— Нет. Барс может иногда попадаться в ловушки, расставленные женщинами, но он силен и знает, как выпрыгнуть из них.

— А Длинный Карабин?

— Смеется над мингом… Ступай, гурон, спроси у своих женщин, каков из себя медведь.

— А чужеземец и белая девушка, которые вместе пришли в мой лагерь?

— Должны идти свободно по какому угодно пути.

— А женщина, которую гурон оставил у моих воинов?

Ункас не отвечал.

— А женщина, которую минг привел в мой лагерь? — строго повторил Таменунд.

— Она моя! — крикнул Магуа, с торжеством потрясая рукой перед Ункасом. — Могиканин, ты знаешь, что она моя!

— Мой сын молчит, — сказал Таменунд, стараясь понять выражение лица юноши.

— Это правда, — тихо ответил Ункас.

Последовала короткая красноречивая пауза, во время которой ясно было, как неохотно толпа признавала справедливость требования минга. Наконец мудрец, которому принадлежало право решения, сказал твердым голосом:

— Уходи, гурон.

— А как он уйдет, справедливый Таменунд, — спросил коварный Магуа: — с пленницей или без нее? Вигвам Хитрой Лисицы пуст. Поддержи его, отдав то, что ему принадлежит.

Старец сидел некоторое время погруженный в глубокое раздумье; потом он наклонил голову к одному из своих почтенных товарищей и спросил:

— Этот минг — один из вождей своего племени?

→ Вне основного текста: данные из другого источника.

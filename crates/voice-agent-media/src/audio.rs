//! Raw PCM recordings and WAV encoding.

use std::path::Path;
use std::time::Duration;

/// A finished recording of 16-bit little-endian PCM.
#[derive(Debug, Clone, Default, PartialEq, Eq)]
pub struct Recording {
    pub pcm: Vec<i16>,
    pub sample_rate: u32,
    pub channels: u16,
}

impl Recording {
    pub fn new(pcm: Vec<i16>, sample_rate: u32, channels: u16) -> Self {
        Self {
            pcm,
            sample_rate,
            channels,
        }
    }

    pub fn is_empty(&self) -> bool {
        self.pcm.is_empty()
    }

    pub fn duration(&self) -> Duration {
        let frames = self.pcm.len() as u64 / self.channels.max(1) as u64;
        Duration::from_millis(frames * 1000 / self.sample_rate.max(1) as u64)
    }

    pub fn to_wav(&self) -> Vec<u8> {
        pcm_to_wav(&self.pcm, self.sample_rate, self.channels, 16)
    }

    /// Write the recording as a WAV file, creating parent directories.
    pub fn save_wav(&self, path: &Path) -> std::io::Result<()> {
        if let Some(parent) = path.parent() {
            std::fs::create_dir_all(parent)?;
        }
        std::fs::write(path, self.to_wav())
    }
}

/// Wrap raw 16-bit PCM in a WAV container.
pub fn pcm_to_wav(pcm: &[i16], sample_rate: u32, channels: u16, bits_per_sample: u16) -> Vec<u8> {
    let data_len = pcm.len() * 2;
    let byte_rate = sample_rate * channels as u32 * bits_per_sample as u32 / 8;
    let block_align = channels * bits_per_sample / 8;
    let file_size = 36 + data_len as u32;

    let mut wav = Vec::with_capacity(44 + data_len);

    // RIFF header
    wav.extend_from_slice(b"RIFF");
    wav.extend_from_slice(&file_size.to_le_bytes());
    wav.extend_from_slice(b"WAVE");

    // fmt chunk
    wav.extend_from_slice(b"fmt ");
    wav.extend_from_slice(&16u32.to_le_bytes());
    wav.extend_from_slice(&1u16.to_le_bytes()); // PCM
    wav.extend_from_slice(&channels.to_le_bytes());
    wav.extend_from_slice(&sample_rate.to_le_bytes());
    wav.extend_from_slice(&byte_rate.to_le_bytes());
    wav.extend_from_slice(&block_align.to_le_bytes());
    wav.extend_from_slice(&bits_per_sample.to_le_bytes());

    // data chunk
    wav.extend_from_slice(b"data");
    wav.extend_from_slice(&(data_len as u32).to_le_bytes());
    for &sample in pcm {
        wav.extend_from_slice(&sample.to_le_bytes());
    }

    wav
}

/// Decode little-endian 16-bit samples. A trailing odd byte is ignored.
pub fn samples_from_le_bytes(bytes: &[u8]) -> Vec<i16> {
    bytes
        .chunks_exact(2)
        .map(|chunk| i16::from_le_bytes([chunk[0], chunk[1]]))
        .collect()
}
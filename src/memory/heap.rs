//! Kernel heap allocator (C2)
//!
//! A size-class bucket allocator: each bucket holds fixed-size free
//! blocks carved out of pages pulled from the frame allocator (C1) on
//! demand. Requests larger than the biggest bucket go straight to C1 as
//! a dedicated multi-frame allocation. No coalescing between buckets —
//! grounded on the teacher's `LinkedListAllocator`'s free-list shape,
//! generalized to several fixed sizes instead of one arbitrary-size
//! list so carving and reclaiming stay O(1).

use super::address::{PhysAddr, VirtAddr, PAGE_SIZE};
use super::paging::{phys_to_safe, safe_to_phys};
#[cfg(not(test))]
use core::alloc::GlobalAlloc;
use core::alloc::Layout;
use core::ptr::null_mut;
use spin::Mutex;

const BUCKET_SIZES: [usize; 7] = [16, 64, 256, 1024, 4096, 16384, 65536];

struct FreeNode {
    next: Option<&'static mut FreeNode>,
}

struct Bucket {
    size: usize,
    free: Option<&'static mut FreeNode>,
    /// Live allocation count, for leak diagnostics.
    allocated: usize,
}

impl Bucket {
    const fn new(size: usize) -> Self {
        Self {
            size,
            free: None,
            allocated: 0,
        }
    }

    unsafe fn refill(&mut self) -> Result<(), ()> {
        let frames_needed = self.size.div_ceil(PAGE_SIZE);
        let phys = super::alloc_frames(frames_needed).map_err(|_| ())?;
        let base = phys_to_safe(phys).as_usize();
        let slab_len = frames_needed * PAGE_SIZE;

        let mut offset = 0;
        while offset + self.size <= slab_len {
            let node = (base + offset) as *mut FreeNode;
            (*node).next = self.free.take();
            self.free = Some(&mut *node);
            offset += self.size;
        }
        Ok(())
    }

    unsafe fn alloc(&mut self) -> *mut u8 {
        if self.free.is_none() && self.refill().is_err() {
            return null_mut();
        }
        match self.free.take() {
            Some(node) => {
                self.free = node.next.take();
                self.allocated += 1;
                node as *mut FreeNode as *mut u8
            }
            None => null_mut(),
        }
    }

    unsafe fn dealloc(&mut self, ptr: *mut u8) {
        let node = ptr as *mut FreeNode;
        (*node).next = self.free.take();
        self.free = Some(&mut *node);
        self.allocated = self.allocated.saturating_sub(1);
    }
}

pub struct HeapAllocator {
    buckets: [Bucket; BUCKET_SIZES.len()],
    large_allocations: usize,
}

impl HeapAllocator {
    pub const fn new() -> Self {
        Self {
            buckets: [
                Bucket::new(16),
                Bucket::new(64),
                Bucket::new(256),
                Bucket::new(1024),
                Bucket::new(4096),
                Bucket::new(16384),
                Bucket::new(65536),
            ],
            large_allocations: 0,
        }
    }

    fn bucket_for(needed: usize) -> Option<usize> {
        BUCKET_SIZES.iter().position(|&s| s >= needed)
    }

    unsafe fn do_alloc(&mut self, layout: Layout) -> *mut u8 {
        let needed = layout.size().max(layout.align());
        match Self::bucket_for(needed) {
            Some(idx) => self.buckets[idx].alloc(),
            None => {
                let frames = needed.div_ceil(PAGE_SIZE);
                match super::alloc_frames(frames) {
                    Ok(phys) => {
                        self.large_allocations += 1;
                        phys_to_safe(phys).as_mut_ptr()
                    }
                    Err(_) => null_mut(),
                }
            }
        }
    }

    unsafe fn do_dealloc(&mut self, ptr: *mut u8, layout: Layout) {
        let needed = layout.size().max(layout.align());
        match Self::bucket_for(needed) {
            Some(idx) => self.buckets[idx].dealloc(ptr),
            None => {
                let frames = needed.div_ceil(PAGE_SIZE);
                let phys: PhysAddr = safe_to_phys(VirtAddr::new(ptr as usize));
                super::decr_frames(phys, frames);
                self.large_allocations = self.large_allocations.saturating_sub(1);
            }
        }
    }

    /// `(bucket_size, live_count)` pairs plus the count of standalone
    /// large allocations, for leak diagnostics.
    pub fn stats(&self) -> ([usize; BUCKET_SIZES.len()], usize) {
        let mut counts = [0usize; BUCKET_SIZES.len()];
        for (i, b) in self.buckets.iter().enumerate() {
            counts[i] = b.allocated;
        }
        (counts, self.large_allocations)
    }
}

static ALLOCATOR: Mutex<HeapAllocator> = Mutex::new(HeapAllocator::new());

#[cfg(not(test))]
struct KernelAllocator;

#[cfg(not(test))]
unsafe impl GlobalAlloc for KernelAllocator {
    unsafe fn alloc(&self, layout: Layout) -> *mut u8 {
        ALLOCATOR.lock().do_alloc(layout)
    }

    unsafe fn dealloc(&self, ptr: *mut u8, layout: Layout) {
        ALLOCATOR.lock().do_dealloc(ptr, layout)
    }
}

#[cfg(not(test))]
#[global_allocator]
static GLOBAL_ALLOCATOR: KernelAllocator = KernelAllocator;

pub fn stats() -> ([usize; BUCKET_SIZES.len()], usize) {
    ALLOCATOR.lock().stats()
}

— Первый среди своих соплеменников.

— Чего же ты еще хочешь, девушка! Великий воин берет тебя в жены. Иди, твой род не угаснет.

— Лучше, в тысячу раз лучше, чтобы он угас, — воскликнула с ужасом Кора, — чем подвергнуться такому унижению!

— Гурон, ее душа в палатках ее отцов. Девушка, которая идет замуж поневоле, приносит несчастье в вигвам.

— Она говорит языком своего народа, — возразил Магуа, смотря с горькой иронией на свою жертву. — Она из рода торгашей и торгуется из-за ласкового взгляда. Пусть Таменунд скажет что следует.

— Возьми за нее выкуп, а от нас пожелание тебе счастья.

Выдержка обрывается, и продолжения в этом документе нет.